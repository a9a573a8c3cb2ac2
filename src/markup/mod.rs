//! Async markup compositor.
//!
//! [`render`] turns a tag, its attributes and its children into one finished
//! string by depth-first concatenation. Children may be text, numbers, nested
//! lists, or still-pending futures; pending children are awaited in place and
//! lists are rendered concurrently, then joined in order.
//!
//! ```
//! use ssrkit::markup::{Child, Element, Props, pending, render};
//!
//! # #[tokio::main(flavor = "current_thread")]
//! # async fn main() {
//! let title = pending(async { "Posts" });
//! let items: Vec<Child> = ["one", "two"]
//!     .into_iter()
//!     .map(|t| Element::new("li").child(t).into())
//!     .collect();
//!
//! let html = render(
//!     "main",
//!     Props::new().attr("id", "feed").flag("hidden", false),
//!     vec![Element::new("h1").child(title).into(), Element::new("ul").child(items).into()],
//! )
//! .await;
//!
//! assert_eq!(html, r#"<main id="feed"><h1>Posts</h1><ul><li>one</li><li>two</li></ul></main>"#);
//! # }
//! ```
//!
//! Attribute values and text are emitted verbatim; callers escape untrusted input.

use std::fmt;
use std::future::Future;
use std::sync::Arc;

use futures_util::FutureExt;
use futures_util::future::{BoxFuture, join_all};

/// Anything that can sit between an element's tags.
pub enum Child {
    /// Renders as nothing (`null`, `false`, `true` and `None` all land here).
    Empty,
    Text(String),
    List(Vec<Child>),
    Pending(BoxFuture<'static, Child>),
}

impl fmt::Debug for Child {
    fn fmt(&self, f: &mut fmt::Formatter<'_>) -> fmt::Result {
        match self {
            Self::Empty => f.write_str("Empty"),
            Self::Text(text) => f.debug_tuple("Text").field(text).finish(),
            Self::List(items) => f.debug_tuple("List").field(items).finish(),
            Self::Pending(_) => f.write_str("Pending(..)"),
        }
    }
}

/// Wrap a future whose output becomes a child once awaited.
pub fn pending<F, C>(fut: F) -> Child
where
    F: Future<Output = C> + Send + 'static,
    C: Into<Child> + 'static,
{
    Child::Pending(fut.map(Into::into).boxed())
}

impl From<&str> for Child {
    fn from(text: &str) -> Self {
        Self::Text(text.to_owned())
    }
}

impl From<String> for Child {
    fn from(text: String) -> Self {
        Self::Text(text)
    }
}

impl From<bool> for Child {
    fn from(_: bool) -> Self {
        Self::Empty
    }
}

impl<T: Into<Child>> From<Option<T>> for Child {
    fn from(value: Option<T>) -> Self {
        value.map_or(Self::Empty, Into::into)
    }
}

impl<T: Into<Child>> From<Vec<T>> for Child {
    fn from(items: Vec<T>) -> Self {
        Self::List(items.into_iter().map(Into::into).collect())
    }
}

macro_rules! numeric_child {
    ($($ty:ty),*) => {
        $(impl From<$ty> for Child {
            fn from(n: $ty) -> Self {
                Self::Text(n.to_string())
            }
        })*
    };
}

numeric_child!(i8, i16, i32, i64, isize, u8, u16, u32, u64, usize, f32, f64);

/// A single attribute value.
#[derive(Debug, Clone, PartialEq)]
pub enum Attr {
    /// Skipped entirely.
    Absent,
    /// `true` emits the bare name, `false` is skipped.
    Flag(bool),
    Value(String),
}

/// Ordered element attributes, or the props handed to a component.
#[derive(Debug, Clone, Default, PartialEq)]
pub struct Props {
    attrs: Vec<(String, Attr)>,
}

impl Props {
    pub fn new() -> Self {
        Self::default()
    }

    /// Add `name="value"`.
    #[must_use]
    pub fn attr(mut self, name: impl Into<String>, value: impl fmt::Display) -> Self {
        self.attrs.push((name.into(), Attr::Value(value.to_string())));
        self
    }

    /// Add a boolean attribute.
    #[must_use]
    pub fn flag(mut self, name: impl Into<String>, on: bool) -> Self {
        self.attrs.push((name.into(), Attr::Flag(on)));
        self
    }

    /// Add an attribute that may be missing.
    #[must_use]
    pub fn maybe(mut self, name: impl Into<String>, value: Option<impl fmt::Display>) -> Self {
        let value = value.map_or(Attr::Absent, |v| Attr::Value(v.to_string()));
        self.attrs.push((name.into(), value));
        self
    }

    /// Look an attribute up by name; components use this to read their props.
    pub fn get(&self, name: &str) -> Option<&Attr> {
        self.attrs.iter().find(|(k, _)| k == name).map(|(_, v)| v)
    }

    /// The string value of `name`, if it is a plain value.
    pub fn value(&self, name: &str) -> Option<&str> {
        match self.get(name) {
            Some(Attr::Value(v)) => Some(v),
            _ => None,
        }
    }

    pub fn iter(&self) -> impl Iterator<Item = (&str, &Attr)> {
        self.attrs.iter().map(|(k, v)| (k.as_str(), v))
    }

    fn write_attrs(&self, out: &mut String) {
        for (name, value) in &self.attrs {
            match value {
                Attr::Absent | Attr::Flag(false) => {}
                Attr::Flag(true) => {
                    out.push(' ');
                    out.push_str(name);
                }
                Attr::Value(v) => {
                    out.push(' ');
                    out.push_str(name);
                    out.push_str("=\"");
                    out.push_str(v);
                    out.push('"');
                }
            }
        }
    }
}

/// A composition function: receives props and children, produces markup.
pub type Component = Arc<dyn Fn(Props, Vec<Child>) -> BoxFuture<'static, String> + Send + Sync>;

/// Make a [`Component`] from an async closure.
pub fn component<H, F>(f: H) -> Component
where
    H: Fn(Props, Vec<Child>) -> F + Send + Sync + 'static,
    F: Future<Output = String> + Send + 'static,
{
    Arc::new(move |props: Props, children: Vec<Child>| f(props, children).boxed())
}

/// What [`render`] renders: a plain element name or a component.
#[derive(Clone)]
pub enum Tag {
    Element(String),
    Component(Component),
}

impl fmt::Debug for Tag {
    fn fmt(&self, f: &mut fmt::Formatter<'_>) -> fmt::Result {
        match self {
            Self::Element(name) => f.debug_tuple("Element").field(name).finish(),
            Self::Component(_) => f.write_str("Component(..)"),
        }
    }
}

impl From<&str> for Tag {
    fn from(name: &str) -> Self {
        Self::Element(name.to_owned())
    }
}

impl From<String> for Tag {
    fn from(name: String) -> Self {
        Self::Element(name)
    }
}

impl From<Component> for Tag {
    fn from(component: Component) -> Self {
        Self::Component(component)
    }
}

/// Render `tag` with `props` around `children`.
///
/// Components get the props and children untouched. Elements render their
/// children one after another, in order.
pub async fn render(tag: impl Into<Tag>, props: Props, children: Vec<Child>) -> String {
    let name = match tag.into() {
        Tag::Component(component) => return component(props, children).await,
        Tag::Element(name) => name,
    };

    let mut html = String::with_capacity(2 * name.len() + 5);
    html.push('<');
    html.push_str(&name);
    props.write_attrs(&mut html);
    html.push('>');

    for child in children {
        html.push_str(&render_child(child).await);
    }

    html.push_str("</");
    html.push_str(&name);
    html.push('>');
    html
}

/// Concatenate rendered children without a wrapping element.
pub async fn fragment(children: Vec<Child>) -> String {
    render_child(Child::List(children)).await
}

/// Render one child to a string.
pub fn render_child(child: Child) -> BoxFuture<'static, String> {
    async move {
        match child {
            Child::Empty => String::new(),
            Child::Text(text) => text,
            Child::Pending(fut) => render_child(fut.await).await,
            Child::List(items) => join_all(items.into_iter().map(render_child))
                .await
                .concat(),
        }
    }
    .boxed()
}

/// Builder for an element that renders lazily, usable directly as a [`Child`].
#[derive(Debug)]
pub struct Element {
    tag: Tag,
    props: Props,
    children: Vec<Child>,
}

impl Element {
    pub fn new(tag: impl Into<Tag>) -> Self {
        Self {
            tag: tag.into(),
            props: Props::new(),
            children: Vec::new(),
        }
    }

    #[must_use]
    pub fn attr(mut self, name: impl Into<String>, value: impl fmt::Display) -> Self {
        self.props = self.props.attr(name, value);
        self
    }

    #[must_use]
    pub fn flag(mut self, name: impl Into<String>, on: bool) -> Self {
        self.props = self.props.flag(name, on);
        self
    }

    #[must_use]
    pub fn child(mut self, child: impl Into<Child>) -> Self {
        self.children.push(child.into());
        self
    }

    pub async fn render(self) -> String {
        render(self.tag, self.props, self.children).await
    }
}

impl From<Element> for Child {
    fn from(element: Element) -> Self {
        pending(element.render())
    }
}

------------------------

▸ **What is needed**: Only the span from the line with "self.children.push(child.into());" through the final line of the records goes in the output, each line unchanged.

▸ **Response for this exercise**:
        self.children.push(child.into());
        self
    }

    pub async fn render(self) -> String {
        render(self.tag, self.props, self.children).await
    }
}

impl From<Element> for Child {
    fn from(element: Element) -> Self {
        pending(element.render())
    }
}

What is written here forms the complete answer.